CS: That’s what you’re getting in Fluxus.
EB: Talk about that for a little bit, I think that’s interesting.
CS: The group processes are redefined by the personalities. Felipe was in exile in London in the seventies, and he gathered together other artists in exile. He provoked us to put our work forward and to share it. We lived in his farmhouse [in Cullompton] and we cooked, and if there wasn’t any food, somebody called somebody in London to bring some money, or bring some wine, or bring some dope, or bring some more paper–whatever we needed. He insisted that it be open and flexible. It was about a shared process for people who had been disengaged from their own specific cultures. And it was completely driven by Felipe’s personality. It was so open and receptive that we all did incredible work. Whereas Fluxus was always much more territorial and keyed into art historical strands of history making. Cullompton was just a wild experiment where we got a chance to work on degraded things, you know? So there wasn’t even that hierarchical sense of: “We have to get an important collector to back this project,” or something. It was raw and in a sense it was wonderful, and it was unique.
[…]
FE: All these elements that we’re talking about–from celebrating possibilities of Fluxus to the absolutely free-for-all collective work possibilities afforded by Beau Geste Press, for example–exist in all these many groups. What they did, though, was change what was a basis for an enormous plurality in the arts.
[…]
CS: [To AP] I wanted to ask you about group affiliation in terms of the feminist movement in California. Was that something that was active for you or not?

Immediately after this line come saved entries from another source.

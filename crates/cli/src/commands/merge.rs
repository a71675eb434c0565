//! Merged tree command.
//!
//! Responsibilities:
//! - Resolve the configured sources into one tree and print it.
//!
//! Does NOT handle:
//! - Decoding into records or applying environment overlays; those need a
//!   record type and happen in `ConfigLoader::load`.
//!
//! Invariants:
//! - Output is always written to stdout.

use anyhow::Result;
use tracing::debug;

use crate::args::{OutputFormat, SourceArgs};
use crate::formatters;

pub fn run(sources: &SourceArgs, output: OutputFormat) -> Result<()> {
    let loader = sources.loader()?;
    debug!(
        file = loader.filename(),
        dirs = loader.dirs().len(),
        "resolving configuration tree"
    );

    let tree = loader.resolve_tree()?;
    print!("{}", formatters::format_tree(&tree, output)?);
    Ok(())
}
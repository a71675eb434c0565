//! Procedural macros for confucius configuration records.
//!
//! This crate provides:
//!
//! - `#[derive(Config)]` - Generates the field table a record needs to be
//!   decoded, walked and loaded by `confucius::ConfigLoader`
//!
//! The macro is re-exported as `confucius::Config`; depend on `confucius`
//! rather than on this crate directly.

mod config;

use proc_macro::TokenStream;
use syn::{DeriveInput, parse_macro_input};

/// Derives `confucius::Field` and `confucius::Config` for a struct with named
/// fields.
///
/// Every field type must implement `confucius::Field`, and the struct must
/// implement `Default`.
///
/// # Field attributes
///
/// - `#[conf(name = "...")]` - Alt name for the default `conf` tag
/// - `#[conf(tag(yaml = "...", json = "..."))]` - Alt names for other tag keys
/// - `#[conf(required)]` / `#[conf(validate = "required")]` - Fail the load
///   when the field is unset after decoding and environment overlay
/// - `#[conf(default = "...")]` - Literal coerced into the field when unset
/// - `#[conf(flatten)]` - Promote the field's own fields into this record
/// - `#[conf(skip)]` - Ignore the field entirely
///
/// # Example
///
/// ```rust,ignore
/// use confucius::Config;
///
/// #[derive(Debug, Default, Config)]
/// pub struct Database {
///     #[conf(name = "host", required)]
///     pub host: String,
///     #[conf(name = "port", default = "5432")]
///     pub port: u16,
///     #[conf(tag(yaml = "poolSize"))]
///     pub pool_size: Option<u32>,
/// }
/// ```
#[proc_macro_derive(Config, attributes(conf))]
pub fn derive_config(input: TokenStream) -> TokenStream {
    let input = parse_macro_input!(input as DeriveInput);

    match config::derive_config(&input) {
        Ok(tokens) => tokens.into(),
        Err(err) => err.to_compile_error().into(),
    }
}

AP: I’m definitely a feminist and I care deeply about feminist issues. But to go back to what we were saying about aversion to groups–the minute an “ism” gets tacked on the end of something… My experience with how feminist groups have functioned for me has been to say, “Gee, that’s not very progressive.” Or, “Gee, you are not presenting women in a very constructive light, i.e. ass up,” or something to that affect. But the women that I speak to are probably the most enriching part of my personal, intellectual, and social life. I think the way women speak to each other is very intense, very personal, very direct, very honest. And it is incredibly valuable to me. I have mixed feelings when you go from the specifics of individual interactions into things that are framed in public contexts and definitions. The way that has worked for me is that it hasn’t.
CS: But I’m interested, also, in how feminist issues have resituated art history in ways that we didn’t expect. One way is that America, as a colonialist culture, suppressed its connections to South American and Mexican traditions. Murals were covered and the work disappeared until the mythology of Frida Kahlo brought that whole movement back. That’s a very odd historic event and amazing because through this suppressed feminine, whole masked areas of culture have been reintegrated really unexpectedly.
AP: I can’t define myself in any kind of pure light. When I look back into my own past, I am a colonialist. I am a WASP, you know? […] If you are on the receiving end of the power structure, I really think you have to own up and say this is not democratic.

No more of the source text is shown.